# Exercise objective:
Would you please copy out each entry exactly?
Data shown Start Marker
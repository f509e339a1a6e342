//! Translation dictionary: the nested key → string tree for one language.
//!
//! Dictionaries are parsed from JSON objects whose values are either strings
//! (leaves) or further objects (nodes). Anything else (numbers, booleans,
//! arrays, null) is rejected at load time, so every value reachable from the
//! root is one of the two `TranslationValue` variants.

use serde::Deserialize;
use std::collections::BTreeMap;
use thiserror::Error;

/// A single value in a translation tree.
#[derive(Debug, Clone, PartialEq, Eq, Deserialize)]
#[serde(untagged)]
pub enum TranslationValue {
    /// Display string at the end of a key path
    Leaf(String),

    /// Nested mapping of further segments
    Node(BTreeMap<String, TranslationValue>),
}

impl TranslationValue {
    /// Build a leaf from anything string-like.
    pub fn leaf(text: impl Into<String>) -> Self {
        TranslationValue::Leaf(text.into())
    }

    /// Build a node from `(segment, value)` pairs.
    pub fn node<K, I>(entries: I) -> Self
    where
        K: Into<String>,
        I: IntoIterator<Item = (K, TranslationValue)>,
    {
        TranslationValue::Node(entries.into_iter().map(|(k, v)| (k.into(), v)).collect())
    }

    /// Returns the leaf string, or `None` for a node.
    pub fn as_leaf(&self) -> Option<&str> {
        match self {
            TranslationValue::Leaf(text) => Some(text),
            TranslationValue::Node(_) => None,
        }
    }

    /// Every leaf below this value as `(key path, text)`, in key order.
    ///
    /// `path` is the key path of this value itself; a leaf yields just `path`.
    pub fn leaves(&self, path: &str) -> Vec<(String, &str)> {
        let mut out = Vec::new();
        self.collect_leaves(path.to_string(), &mut out);
        out
    }

    fn collect_leaves<'a>(&'a self, path: String, out: &mut Vec<(String, &'a str)>) {
        match self {
            TranslationValue::Leaf(text) => out.push((path, text)),
            TranslationValue::Node(children) => {
                for (segment, child) in children {
                    child.collect_leaves(join_path(&path, segment), out);
                }
            }
        }
    }
}

/// Errors produced while parsing a dictionary.
#[derive(Debug, Error)]
pub enum DictionaryError {
    #[error("translation dictionary must be a JSON object of strings and objects: {0}")]
    Parse(#[from] serde_json::Error),
}

/// Root mapping of one language's translations.
///
/// Immutable once built. Switching languages swaps the whole dictionary
/// rather than editing one in place.
#[derive(Debug, Clone, Default, PartialEq, Eq, Deserialize)]
#[serde(transparent)]
pub struct Dictionary {
    root: BTreeMap<String, TranslationValue>,
}

impl Dictionary {
    /// Create a dictionary from an already-built root mapping.
    pub fn new(root: BTreeMap<String, TranslationValue>) -> Self {
        Self { root }
    }

    /// Parse a dictionary from a JSON document.
    ///
    /// # Example
    /// ```
    /// use site_i18n::i18n::Dictionary;
    ///
    /// let dictionary = Dictionary::from_json_str(r#"{"nav": {"home": "Home"}}"#).unwrap();
    /// assert_eq!(dictionary.len(), 1);
    /// ```
    pub fn from_json_str(json: &str) -> Result<Self, DictionaryError> {
        Ok(serde_json::from_str(json)?)
    }

    /// Top-level value for a single segment.
    pub fn get(&self, segment: &str) -> Option<&TranslationValue> {
        self.root.get(segment)
    }

    /// Top-level mapping.
    pub fn root(&self) -> &BTreeMap<String, TranslationValue> {
        &self.root
    }

    /// Number of top-level entries.
    pub fn len(&self) -> usize {
        self.root.len()
    }

    pub fn is_empty(&self) -> bool {
        self.root.is_empty()
    }

    /// Every leaf in the tree as `(key path, text)`, in key order.
    pub fn leaves(&self) -> Vec<(String, &str)> {
        self.root
            .iter()
            .flat_map(|(segment, value)| value.leaves(segment))
            .collect()
    }
}

impl From<BTreeMap<String, TranslationValue>> for Dictionary {
    fn from(root: BTreeMap<String, TranslationValue>) -> Self {
        Self::new(root)
    }
}

/// Append a segment to a dot-separated key path.
pub(crate) fn join_path(prefix: &str, segment: &str) -> String {
    if prefix.is_empty() {
        segment.to_string()
    } else {
        format!("{}.{}", prefix, segment)
    }
}

#[cfg(test)]
mod tests {
    use super::*;

    #[test]
    fn test_parse_nested_dictionary() {
        let dictionary =
            Dictionary::from_json_str(r#"{"nav": {"home": "Home", "about": "About"}, "title": "Site"}"#)
                .expect("Should parse");

        assert_eq!(dictionary.len(), 2);
        assert_eq!(dictionary.get("title"), Some(&TranslationValue::leaf("Site")));
        assert!(matches!(dictionary.get("nav"), Some(TranslationValue::Node(_))));
    }

    #[test]
    fn test_parse_empty_object() {
        let dictionary = Dictionary::from_json_str("{}").expect("Should parse");
        assert!(dictionary.is_empty());
    }

    #[test]
    fn test_parse_rejects_number_leaf() {
        let result = Dictionary::from_json_str(r#"{"nav": {"count": 3}}"#);
        assert!(result.is_err());
    }

    #[test]
    fn test_parse_rejects_array_and_null() {
        assert!(Dictionary::from_json_str(r#"{"items": ["a", "b"]}"#).is_err());
        assert!(Dictionary::from_json_str(r#"{"items": null}"#).is_err());
        assert!(Dictionary::from_json_str(r#"{"flag": true}"#).is_err());
    }

    #[test]
    fn test_parse_rejects_non_object_root() {
        assert!(Dictionary::from_json_str(r#""just a string""#).is_err());
        assert!(Dictionary::from_json_str("not json").is_err());
    }

    #[test]
    fn test_leaves_are_sorted_full_paths() {
        let dictionary = Dictionary::from_json_str(
            r#"{"nav": {"home": "Home", "about": "About"}, "footer": {"legal": {"terms": "Terms"}}}"#,
        )
        .unwrap();

        let leaves = dictionary.leaves();
        assert_eq!(
            leaves,
            vec![
                ("footer.legal.terms".to_string(), "Terms"),
                ("nav.about".to_string(), "About"),
                ("nav.home".to_string(), "Home"),
            ]
        );
    }

    #[test]
    fn test_value_leaves_are_prefixed_with_path() {
        let value = TranslationValue::node([
            ("title", TranslationValue::leaf("Divisions")),
            (
                "technology",
                TranslationValue::node([("name", TranslationValue::leaf("Technology"))]),
            ),
        ]);

        assert_eq!(
            value.leaves("divisions"),
            vec![
                ("divisions.technology.name".to_string(), "Technology"),
                ("divisions.title".to_string(), "Divisions"),
            ]
        );
        assert_eq!(
            TranslationValue::leaf("Home").leaves("nav.home"),
            vec![("nav.home".to_string(), "Home")]
        );
    }

    #[test]
    fn test_builders_match_parsed_value() {
        let built = Dictionary::from(BTreeMap::from([(
            "nav".to_string(),
            TranslationValue::node([("home", TranslationValue::leaf("Home"))]),
        )]));
        let parsed = Dictionary::from_json_str(r#"{"nav": {"home": "Home"}}"#).unwrap();
        assert_eq!(built, parsed);
    }

    #[test]
    fn test_as_leaf() {
        assert_eq!(TranslationValue::leaf("x").as_leaf(), Some("x"));
        let node = TranslationValue::node::<&str, _>([]);
        assert_eq!(node.as_leaf(), None);
    }

    #[test]
    fn test_join_path() {
        assert_eq!(join_path("", "nav"), "nav");
        assert_eq!(join_path("nav", "home"), "nav.home");
    }
}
Data shown End Marker
# Reply to the task:
repository f509e339a1a6e342
//! Translation dictionary: the nested key → string tree for one language.
//!
//! Dictionaries are parsed from JSON objects whose values are either strings
//! (leaves) or further objects (nodes). Anything else (numbers, booleans,
//! arrays, null) is rejected at load time, so every value reachable from the
//! root is one of the two `TranslationValue` variants.

use serde::Deserialize;
use std::collections::BTreeMap;
use thiserror::Error;

/// A single value in a translation tree.
#[derive(Debug, Clone, PartialEq, Eq, Deserialize)]
#[serde(untagged)]
pub enum TranslationValue {
    /// Display string at the end of a key path
    Leaf(String),

    /// Nested mapping of further segments
    Node(BTreeMap<String, TranslationValue>),
}

impl TranslationValue {
    /// Build a leaf from anything string-like.
    pub fn leaf(text: impl Into<String>) -> Self {
        TranslationValue::Leaf(text.into())
    }

    /// Build a node from `(segment, value)` pairs.
    pub fn node<K, I>(entries: I) -> Self
    where
        K: Into<String>,
        I: IntoIterator<Item = (K, TranslationValue)>,
    {
        TranslationValue::Node(entries.into_iter().map(|(k, v)| (k.into(), v)).collect())
    }

    /// Returns the leaf string, or `None` for a node.
    pub fn as_leaf(&self) -> Option<&str> {
        match self {
            TranslationValue::Leaf(text) => Some(text),
            TranslationValue::Node(_) => None,
        }
    }

    /// Every leaf below this value as `(key path, text)`, in key order.
    ///
    /// `path` is the key path of this value itself; a leaf yields just `path`.
    pub fn leaves(&self, path: &str) -> Vec<(String, &str)> {
        let mut out = Vec::new();
        self.collect_leaves(path.to_string(), &mut out);
        out
    }

    fn collect_leaves<'a>(&'a self, path: String, out: &mut Vec<(String, &'a str)>) {
        match self {
            TranslationValue::Leaf(text) => out.push((path, text)),
            TranslationValue::Node(children) => {
                for (segment, child) in children {
                    child.collect_leaves(join_path(&path, segment), out);
                }
            }
        }
    }
}

/// Errors produced while parsing a dictionary.
#[derive(Debug, Error)]
pub enum DictionaryError {
    #[error("translation dictionary must be a JSON object of strings and objects: {0}")]
    Parse(#[from] serde_json::Error),
}

/// Root mapping of one language's translations.
///
/// Immutable once built. Switching languages swaps the whole dictionary
/// rather than editing one in place.
#[derive(Debug, Clone, Default, PartialEq, Eq, Deserialize)]
#[serde(transparent)]
pub struct Dictionary {
    root: BTreeMap<String, TranslationValue>,
}

impl Dictionary {
    /// Create a dictionary from an already-built root mapping.
    pub fn new(root: BTreeMap<String, TranslationValue>) -> Self {
        Self { root }
    }

    /// Parse a dictionary from a JSON document.
    ///
    /// # Example
    /// ```
    /// use site_i18n::i18n::Dictionary;
    ///
    /// let dictionary = Dictionary::from_json_str(r#"{"nav": {"home": "Home"}}"#).unwrap();
    /// assert_eq!(dictionary.len(), 1);
    /// ```
    pub fn from_json_str(json: &str) -> Result<Self, DictionaryError> {
        Ok(serde_json::from_str(json)?)
    }

    /// Top-level value for a single segment.
    pub fn get(&self, segment: &str) -> Option<&TranslationValue> {
        self.root.get(segment)
    }

    /// Top-level mapping.
    pub fn root(&self) -> &BTreeMap<String, TranslationValue> {
        &self.root
    }

    /// Number of top-level entries.
    pub fn len(&self) -> usize {
        self.root.len()
    }

    pub fn is_empty(&self) -> bool {
        self.root.is_empty()
    }

    /// Every leaf in the tree as `(key path, text)`, in key order.
    pub fn leaves(&self) -> Vec<(String, &str)> {
        self.root
            .iter()
            .flat_map(|(segment, value)| value.leaves(segment))
            .collect()
    }
}

impl From<BTreeMap<String, TranslationValue>> for Dictionary {
    fn from(root: BTreeMap<String, TranslationValue>) -> Self {
        Self::new(root)
    }
}

/// Append a segment to a dot-separated key path.
pub(crate) fn join_path(prefix: &str, segment: &str) -> String {
    if prefix.is_empty() {
        segment.to_string()
    } else {
        format!("{}.{}", prefix, segment)
    }
}

#[cfg(test)]
mod tests {
    use super::*;

    #[test]
    fn test_parse_nested_dictionary() {
        let dictionary =
            Dictionary::from_json_str(r#"{"nav": {"home": "Home", "about": "About"}, "title": "Site"}"#)
                .expect("Should parse");

        assert_eq!(dictionary.len(), 2);
        assert_eq!(dictionary.get("title"), Some(&TranslationValue::leaf("Site")));
        assert!(matches!(dictionary.get("nav"), Some(TranslationValue::Node(_))));
    }

    #[test]
    fn test_parse_empty_object() {
        let dictionary = Dictionary::from_json_str("{}").expect("Should parse");
        assert!(dictionary.is_empty());
    }

    #[test]
    fn test_parse_rejects_number_leaf() {
        let result = Dictionary::from_json_str(r#"{"nav": {"count": 3}}"#);
        assert!(result.is_err());
    }

    #[test]
    fn test_parse_rejects_array_and_null() {
        assert!(Dictionary::from_json_str(r#"{"items": ["a", "b"]}"#).is_err());
        assert!(Dictionary::from_json_str(r#"{"items": null}"#).is_err());
        assert!(Dictionary::from_json_str(r#"{"flag": true}"#).is_err());
    }

    #[test]
    fn test_parse_rejects_non_object_root() {
        assert!(Dictionary::from_json_str(r#""just a string""#).is_err());
        assert!(Dictionary::from_json_str("not json").is_err());
    }

    #[test]
    fn test_leaves_are_sorted_full_paths() {
        let dictionary = Dictionary::from_json_str(
            r#"{"nav": {"home": "Home", "about": "About"}, "footer": {"legal": {"terms": "Terms"}}}"#,
        )
        .unwrap();

        let leaves = dictionary.leaves();
        assert_eq!(
            leaves,
            vec![
                ("footer.legal.terms".to_string(), "Terms"),
                ("nav.about".to_string(), "About"),
                ("nav.home".to_string(), "Home"),
            ]
        );
    }

    #[test]
    fn test_value_leaves_are_prefixed_with_path() {
        let value = TranslationValue::node([
            ("title", TranslationValue::leaf("Divisions")),
            (
                "technology",
                TranslationValue::node([("name", TranslationValue::leaf("Technology"))]),
            ),
        ]);

        assert_eq!(
            value.leaves("divisions"),
            vec![
                ("divisions.technology.name".to_string(), "Technology"),
                ("divisions.title".to_string(), "Divisions"),
            ]
        );
        assert_eq!(
            TranslationValue::leaf("Home").leaves("nav.home"),
            vec![("nav.home".to_string(), "Home")]
        );
    }

    #[test]
    fn test_builders_match_parsed_value() {
        let built = Dictionary::from(BTreeMap::from([(
            "nav".to_string(),
            TranslationValue::node([("home", TranslationValue::leaf("Home"))]),
        )]));
        let parsed = Dictionary::from_json_str(r#"{"nav": {"home": "Home"}}"#).unwrap();
        assert_eq!(built, parsed);
    }

    #[test]
    fn test_as_leaf() {
        assert_eq!(TranslationValue::leaf("x").as_leaf(), Some("x"));
        let node = TranslationValue::node::<&str, _>([]);
        assert_eq!(node.as_leaf(), None);
    }

    #[test]
    fn test_join_path() {
        assert_eq!(join_path("", "nav"), "nav");
        assert_eq!(join_path("nav", "home"), "nav.home");
    }
}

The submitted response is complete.